Nov 2, 2016 | Press Release (photo-scan of actual letter below)
WASHINGTON-Representative Eliot L. Engel, Ranking Member on the House Committee on Foreign Affairs, today led a group of 32 lawmakers expressing serious concerns about the rapidly worsening situation on Sudan. In a letter to Secretary of State John Kerry, the lawmakers underscored increased civilian displacement in Darfur and the recent allegations that the Sudanese government has used chemical weapons against its citizens. The letter also called on Secretary Kerry to ask the Organization for the Prohibition of Chemical Weapons (OPCW) to investigate these allegations in Sudan, and to strongly encourage Sudan to cooperate with such an investigation.

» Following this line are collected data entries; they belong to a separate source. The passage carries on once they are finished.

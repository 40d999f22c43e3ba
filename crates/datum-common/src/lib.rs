//! Common types shared by the grid processor and the transform algebra.

pub mod coord;
pub mod error;
pub mod grid;

pub use coord::{Coordinate, OrdinateWindow};
pub use error::{TransformError, TransformResult};
pub use grid::{GridGeometry, GridType};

The letter was co-signed by House Democratic Whip Steny H. Hoyer, Chairman Edward R. Royce, along with Reps. McGovern, Rooney, Lee, McCaul, Capuano, and Pitts of the Sudan and South Sudan Issues Caucus and 24 other Members of Congress. The text of the letter follows:
Dear Mr. Secretary:
We write today to express our serious concerns about increased civilian displacement in Darfur and the recent allegations that the Sudanese government has been engaged in the systematic use of chemical weapons against civilians. We find the use of such measures against innocent men, women, and children appalling and urge you to take every appropriate step to ensure unfettered humanitarian access to the Jebel Marra region so that the victims of these attacks can receive the medical attention they require.
In addition, we would like you to ask the Organization for the Prohibition of Chemical Weapons (OPCW) to investigate these allegations in Sudan, and to strongly encourage Sudan to cooperate with such an investigation. Sudan has acceded to the Chemical Weapons Convention, and as such has a legal responsibility not to use, produce or stockpile chemical weapons. If OPCW is not granted access to conduct its investigation, we will have to assume that the government is hiding its complicity in these atrocities.

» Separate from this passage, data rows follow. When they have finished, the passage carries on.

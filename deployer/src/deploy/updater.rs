//! Two-stage updater for a single device

use std::sync::Arc;
use std::time::Duration;

use bytes::Bytes;
use tokio::time::{sleep, Instant};
use tracing::{debug, error, info, warn};

use crate::deploy::fsm::{UpdateEvent, UpdateFsm, UpdateSettings, UpdateState};
use crate::deploy::images::FirmwareImages;
use crate::deploy::transport::{DeviceTransport, Partition};
use crate::errors::{StageFailed, UpdateError};
use crate::models::outcome::DeploymentOutcome;
use crate::models::target::DeviceTarget;
use crate::utils::calc_linear_backoff;

/// Drives one device from `Idle` to `WwwVerified` or `Failed`.
///
/// Every request timeout and every wait is clamped to what is left of
/// `device_timeout`, so a request in flight is never aborted from outside
/// and the device never overruns its budget.
pub struct DeviceUpdater {
    transport: Arc<dyn DeviceTransport>,
    settings: UpdateSettings,
}

/// Whether a stage handed over to the next one
type Advanced = Result<bool, String>;

impl DeviceUpdater {
    pub fn new(transport: Arc<dyn DeviceTransport>, settings: UpdateSettings) -> Self {
        Self {
            transport,
            settings,
        }
    }

    /// Update one device. Never fails: every problem ends up in the outcome.
    pub async fn update(&self, target: &DeviceTarget, images: &FirmwareImages) -> DeploymentOutcome {
        let started = Instant::now();
        let deadline = started + self.settings.device_timeout;
        let mut fsm = UpdateFsm::new();

        if let Err(e) = self.drive(&mut fsm, target, images, deadline).await {
            error!("Update state machine error for {}: {}", target, e);
            if !fsm.state().is_terminal() {
                let _ = fsm.process(UpdateEvent::GiveUp(e));
            }
        }

        let state = fsm.state();
        let success = state == UpdateState::WwwVerified;
        if success {
            info!("Device {} updated in {:?}", target, started.elapsed());
        } else {
            error!(
                "Device {} failed at {}: {}",
                target,
                state.stage(),
                fsm.error().unwrap_or("unknown error")
            );
        }

        DeploymentOutcome {
            target: target.clone(),
            stage: state.stage(),
            success,
            attempts: fsm.attempts(),
            error: if success {
                None
            } else {
                Some(fsm.error().unwrap_or("unknown error").to_string())
            },
            elapsed_ms: started.elapsed().as_millis() as u64,
        }
    }

    async fn drive(
        &self,
        fsm: &mut UpdateFsm,
        target: &DeviceTarget,
        images: &FirmwareImages,
        deadline: Instant,
    ) -> Result<(), String> {
        fsm.process(UpdateEvent::Start)?;

        if !self
            .upload_stage(fsm, target, Partition::Firmware, &images.firmware, deadline)
            .await?
        {
            return Ok(());
        }

        if !self.settle(fsm, target, deadline).await? {
            return Ok(());
        }

        self.upload_stage(fsm, target, Partition::Www, &images.www, deadline)
            .await?;
        Ok(())
    }

    async fn upload_stage(
        &self,
        fsm: &mut UpdateFsm,
        target: &DeviceTarget,
        partition: Partition,
        image: &Bytes,
        deadline: Instant,
    ) -> Advanced {
        let mut last_error = None;

        loop {
            let remaining = deadline.saturating_duration_since(Instant::now());
            if remaining.is_zero() {
                let attempts = fsm.attempts();
                let err = last_error
                    .unwrap_or(UpdateError::DeadlineExceeded(self.settings.device_timeout));
                return self.give_up(fsm, attempts, err);
            }

            let timeout = self.settings.request_timeout.min(remaining);
            debug!(
                "Uploading {} image to {} (attempt {}/{}, {} bytes, timeout {:?})",
                partition,
                target,
                fsm.attempts() + 1,
                self.settings.max_attempts,
                image.len(),
                timeout
            );

            match self
                .transport
                .upload(target, partition, image.clone(), timeout)
                .await
            {
                Ok(()) => {
                    fsm.process(UpdateEvent::UploadAccepted)?;
                    info!("{} image accepted by {}", partition, target);
                    return Ok(true);
                }
                Err(e) => {
                    fsm.process(UpdateEvent::AttemptFailed(e.to_string()))?;
                    let attempts = fsm.attempts();
                    warn!(
                        "{} upload to {} failed (attempt {}/{}): {}",
                        partition, target, attempts, self.settings.max_attempts, e
                    );

                    if !fsm.can_retry(self.settings.max_attempts) {
                        return self.give_up(fsm, attempts, e);
                    }

                    let delay = calc_linear_backoff(&self.settings.backoff, attempts);
                    if !sleep_within(delay, deadline).await {
                        warn!("Update budget for {} exhausted before retry", target);
                        return self.give_up(fsm, attempts, e);
                    }
                    last_error = Some(e);
                }
            }
        }
    }

    /// Wait out the reboot after a firmware upload, then probe for liveness
    async fn settle(&self, fsm: &mut UpdateFsm, target: &DeviceTarget, deadline: Instant) -> Advanced {
        info!(
            "Waiting {:?} for {} to reboot",
            self.settings.settle_delay, target
        );
        if !sleep_within(self.settings.settle_delay, deadline).await {
            return self.give_up(
                fsm,
                0,
                UpdateError::DeadlineExceeded(self.settings.device_timeout),
            );
        }

        let mut probes = 0;
        let mut online = self.settings.settle_probes == 0;
        while !online && probes < self.settings.settle_probes {
            let remaining = deadline.saturating_duration_since(Instant::now());
            if remaining.is_zero() {
                break;
            }

            probes += 1;
            online = self
                .transport
                .probe(target, self.settings.probe_timeout.min(remaining))
                .await;
            if online {
                info!("Device {} is back online", target);
            } else {
                debug!("Device {} not reachable yet (probe {})", target, probes);
                if probes < self.settings.settle_probes
                    && !sleep_within(self.settings.settle_probe_interval, deadline).await
                {
                    break;
                }
            }
        }

        if !online {
            let err = if probes == 0 {
                UpdateError::DeadlineExceeded(self.settings.device_timeout)
            } else {
                UpdateError::SettleTimeout(format!("no answer to {} liveness probe(s)", probes))
            };
            return self.give_up(fsm, probes, err);
        }

        fsm.process(UpdateEvent::Settled)?;
        Ok(true)
    }

    fn give_up(&self, fsm: &mut UpdateFsm, attempts: u32, last_error: UpdateError) -> Advanced {
        let failure = StageFailed {
            stage: fsm.state().stage(),
            attempts,
            last_error,
        };
        fsm.process(UpdateEvent::GiveUp(failure.to_string()))?;
        Ok(false)
    }
}

/// Sleep for `delay` unless that would run past `deadline`
async fn sleep_within(delay: Duration, deadline: Instant) -> bool {
    if Instant::now() + delay > deadline {
        return false;
    }
    sleep(delay).await;
    true
}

As Members of Congress, we believe that it is important to support a peaceful Sudan in which its citizens can enjoy increased stability, civil liberties, and economic growth. However, we remain deeply concerned that peace talks have failed to bring security for the people of Darfur. We thank you for your sustained work towards these ends and await your response on this important issue.
In September, Ranking Member Engel condemned the Government of Sudan's alleged use of chemical weapons against its civilians in Darfur's Jebel Marra region. This condemnation was based on a report that the Sudanese government carried out at least 30 attacks since January 2016.